The Harvard players celebrated and pointed to their fans as the TV cameras gazed admiringly upon the champs as they whooped it up after the buzzer sounded on yet another banner season for the Ivy’s newest dynasty. Meanwhile, silent Yale fans gritted their teeth, the inhumanity of their arch rival celebrating on their home court too much to bear. Tommy Amaker happily took in the moment, pointing to the stands and clapping briefly before moving swiftly and purposefully toward his team, directing them to the locker room. The message was clear. Winning the Ivy (again) is a great accomplishment, but Harvard’s work is not done. The Crimson have an eye on bigger things.
After a dominant performance like Friday’s, who can blame them? Harvard came out fast, capitalizing on great interior cuts and passes that led to several two-handed slams by Steve Moundou-Missi and Kyle Casey, to take a 14-2 lead on the home team. Yale fought back behind Sears, cutting the deficit to seven with a little over a minute to go before the break, but Brandyn Curry knocked down two backbreaking threes to push it back out to 13 as the half arrived. Harvard 36, Yale 23.

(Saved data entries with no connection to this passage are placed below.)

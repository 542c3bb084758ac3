use crate::handlers::common::{created_response, success_response, PaginatedResponse};
use crate::{
    auth::Principal,
    errors::ServiceError,
    services::{CreateJobInput, JobCardQuery, LineItemChange, LineItemKind},
    AppState,
};
use axum::{
    extract::{Json, Path, Query, State},
    response::Response,
    routing::{delete, get, post, put},
    Router,
};
use serde::Deserialize;

/// Creates the router for job card endpoints
pub fn job_card_routes() -> Router<AppState> {
    Router::new()
        .route("/", post(create_job).get(list_jobs))
        .route("/trash", get(list_deleted))
        .route("/:id", get(get_job).delete(delete_job))
        .route("/:id/restore", post(restore_job))
        .route("/:id/line-items", post(update_line_items))
        .route("/:id/line-items/:kind/:item_id", delete(remove_line_item))
        .route("/:id/status", post(change_status))
        .route("/:id/assign", post(assign_mechanic).delete(unassign_mechanic))
        .route("/:id/notes", put(update_notes))
        .route("/:id/vehicle", put(reassign_vehicle))
}

#[derive(Debug, Deserialize)]
pub struct LineItemsRequest {
    pub changes: Vec<LineItemChange>,
}

#[derive(Debug, Deserialize)]
pub struct StatusRequest {
    pub status: String,
}

#[derive(Debug, Deserialize)]
pub struct AssignRequest {
    pub mechanic_id: i64,
}

#[derive(Debug, Deserialize)]
pub struct NotesRequest {
    #[serde(default)]
    pub notes: Option<String>,
}

#[derive(Debug, Deserialize)]
pub struct VehicleRequest {
    pub customer_id: i64,
    pub vehicle_id: i64,
}

async fn create_job(
    State(state): State<AppState>,
    _principal: Principal,
    Json(payload): Json<CreateJobInput>,
) -> Result<Response, ServiceError> {
    let job = state.job_cards.create_job(payload).await?;
    Ok(created_response(job))
}

async fn list_jobs(
    State(state): State<AppState>,
    _principal: Principal,
    Query(query): Query<JobCardQuery>,
) -> Result<Response, ServiceError> {
    let page = state.job_cards.list_jobs(query).await?;
    Ok(success_response(PaginatedResponse::new(
        page.items,
        page.page,
        page.per_page,
        page.total,
    )))
}

async fn list_deleted(
    State(state): State<AppState>,
    _principal: Principal,
) -> Result<Response, ServiceError> {
    Ok(success_response(state.job_cards.list_deleted().await?))
}

async fn get_job(
    State(state): State<AppState>,
    _principal: Principal,
    Path(id): Path<i64>,
) -> Result<Response, ServiceError> {
    Ok(success_response(state.job_cards.get_job(id).await?))
}

async fn delete_job(
    State(state): State<AppState>,
    principal: Principal,
    Path(id): Path<i64>,
) -> Result<Response, ServiceError> {
    Ok(success_response(state.job_cards.soft_delete(id, principal).await?))
}

async fn restore_job(
    State(state): State<AppState>,
    principal: Principal,
    Path(id): Path<i64>,
) -> Result<Response, ServiceError> {
    Ok(success_response(state.job_cards.restore(id, principal).await?))
}

async fn update_line_items(
    State(state): State<AppState>,
    principal: Principal,
    Path(id): Path<i64>,
    Json(payload): Json<LineItemsRequest>,
) -> Result<Response, ServiceError> {
    let details = state
        .job_cards
        .update_line_items(id, payload.changes, principal)
        .await?;
    Ok(success_response(details))
}

async fn remove_line_item(
    State(state): State<AppState>,
    principal: Principal,
    Path((id, kind, item_id)): Path<(i64, LineItemKind, i64)>,
) -> Result<Response, ServiceError> {
    let details = state
        .job_cards
        .remove_line_item(id, kind, item_id, principal)
        .await?;
    Ok(success_response(details))
}

async fn change_status(
    State(state): State<AppState>,
    principal: Principal,
    Path(id): Path<i64>,
    Json(payload): Json<StatusRequest>,
) -> Result<Response, ServiceError> {
    let job = state
        .job_cards
        .change_status_named(id, &payload.status, principal)
        .await?;
    Ok(success_response(job))
}

async fn assign_mechanic(
    State(state): State<AppState>,
    principal: Principal,
    Path(id): Path<i64>,
    Json(payload): Json<AssignRequest>,
) -> Result<Response, ServiceError> {
    let job = state
        .job_cards
        .assign_mechanic(id, payload.mechanic_id, principal)
        .await?;
    Ok(success_response(job))
}

async fn unassign_mechanic(
    State(state): State<AppState>,
    principal: Principal,
    Path(id): Path<i64>,
) -> Result<Response, ServiceError> {
    Ok(success_response(
        state.job_cards.unassign_mechanic(id, principal).await?,
    ))
}

async fn update_notes(
    State(state): State<AppState>,
    principal: Principal,
    Path(id): Path<i64>,
    Json(payload): Json<NotesRequest>,
) -> Result<Response, ServiceError> {
    let job = state
        .job_cards
        .update_notes(id, payload.notes, principal)
        .await?;
    Ok(success_response(job))
}

async fn reassign_vehicle(
    State(state): State<AppState>,
    principal: Principal,
    Path(id): Path<i64>,
    Json(payload): Json<VehicleRequest>,
) -> Result<Response, ServiceError> {
    let job = state
        .job_cards
        .reassign_vehicle(id, payload.customer_id, payload.vehicle_id, principal)
        .await?;
    Ok(success_response(job))
}
use std::{future::Future, sync::Arc};

use dashmap::DashMap;
use tokio::sync::Mutex as AsyncMutex;

/// Registry of per-job exclusive locks.
///
/// Entries are created on first use and dropped again once no task holds
/// or waits on them, so the map only ever contains jobs being mutated.
#[derive(Clone, Default)]
pub struct JobLocks {
    locks: Arc<DashMap<i64, Arc<AsyncMutex<()>>>>,
}

impl JobLocks {
    pub fn new() -> Self {
        Self::default()
    }

    /// Runs `op` while holding the lock for `job_id`.
    pub async fn run_exclusive<F, Fut, T>(&self, job_id: i64, op: F) -> T
    where
        F: FnOnce() -> Fut,
        Fut: Future<Output = T>,
    {
        let entry = LockEntry {
            locks: self,
            job_id,
            lock: self.acquire(job_id),
        };
        let _guard = entry.lock.lock().await;
        op().await
    }

    /// Number of jobs with a live lock entry.
    pub fn len(&self) -> usize {
        self.locks.len()
    }

    pub fn is_empty(&self) -> bool {
        self.locks.is_empty()
    }

    fn acquire(&self, job_id: i64) -> Arc<AsyncMutex<()>> {
        self.locks
            .entry(job_id)
            .or_insert_with(|| Arc::new(AsyncMutex::new(())))
            .clone()
    }

    fn release(&self, job_id: i64, lock: &Arc<AsyncMutex<()>>) {
        // One reference in the map, one held here: nobody else is waiting.
        self.locks.remove_if(&job_id, |_, existing| {
            Arc::ptr_eq(existing, lock) && Arc::strong_count(existing) == 2
        });
    }
}

/// Releases the registry entry even when the operation is cancelled.
struct LockEntry<'a> {
    locks: &'a JobLocks,
    job_id: i64,
    lock: Arc<AsyncMutex<()>>,
}

impl Drop for LockEntry<'_> {
    fn drop(&mut self) {
        self.locks.release(self.job_id, &self.lock);
    }
}
use chrono::{DateTime, Utc};
use sea_orm::entity::prelude::*;
use serde::{Deserialize, Serialize};

/// Key/value application setting. Values are stored as text and parsed by
/// whichever component consumes the key.
#[derive(Clone, Debug, PartialEq, Eq, DeriveEntityModel, Serialize, Deserialize)]
#[sea_orm(table_name = "settings")]
pub struct Model {
    #[sea_orm(primary_key, auto_increment = false)]
    pub key: String,
    pub value: String,
    pub updated_at: DateTime<Utc>,
}

#[derive(Copy, Clone, Debug, EnumIter, DeriveRelation)]
pub enum Relation {}

impl ActiveModelBehavior for ActiveModel {}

In the second half, Harvard continued to spread around the scoring while Yale couldn’t find its shooting touch. After a Curry layup with under 10 minutes to go put the Cantabs up 52-35, the game looked to be out of hand. But Yale stormed back with a 13-5 run of its own, capped by a ferocious dunk from Justin Sears that energized the New Haven faithful.
Down the stretch though, the difference between the two squads was stark. Harvard’s experienced leaders stepped up and knocked down a big shot every time they needed one. On the other end, Yale fought hard, hustling for offensive rebounds and making a late run, but the Dawgs couldn’t get over the hump with a big shot. The 0-14 shooting from beyond the arc was too much to overcome. Sears, even with all the attention paid to him by Harvard’s determined defense, was magnificent, going for 28 points on 11-16 FG. The rest of the Elis could only muster 7 FGs. In the final minutes, a Chambers 3 put Harvard on the verge and Rivard’s wing trifecta got the party officially started for the Crimson.
“When teamwork is the destination, victory happens along the way,” said Amaker in the post-game press conference. Cliche—sure—but this team really does embody that sentiment. With enough talent to fill two top-half Ivy rosters, they’ve consistently foregone individual accomplishments, statistics, and accolades in pursuit of a title.
On any given night, the Crimson will have a different weapon take charge based on what the opponent is taking away. It starts with Wes Saunders and Chambers, but if you don’t focus inside, you’ll get burned by Moundou-Missi. Try to get physical and you’ll have to deal with Kyle Casey. If you collapse on him, Laurent Rivard is going to have a field day on the perimeter. If you manage to contain those five and you want to get some subs in for your exhausted starters, you may have to deal with an All-Ivy guard off the bench in Brandyn Curry. What a nightmare for other Ivy coaches.
When asked how the rest of the league can catch Harvard next year, James Jones looked overwhelmed, “Be better? I don’t know. They’re so deep.”
And really, that’s been the message for the Harvard team all year: focus on preparing well—as a team—and the results will follow. Ever since the lone blemish on the Crimson resume occurred back at Lavietes on February 8th, Harvard’s looked like a different team, playing a different game, than the rest of the league. James Jones agreed, “Defensively, they were awesome. We were able to score tonight— mainly because of Justin Sears. But they did seem like a different team—defensively [compared to last time the two teams met].”
Harvard will try to carry that defensive intensity over into tonight’s regular season finale at shorthanded Brown, and then they’ll find out if they get to play a little closer to home this year when the brackets are unveiled on Selection Sunday on March 16th.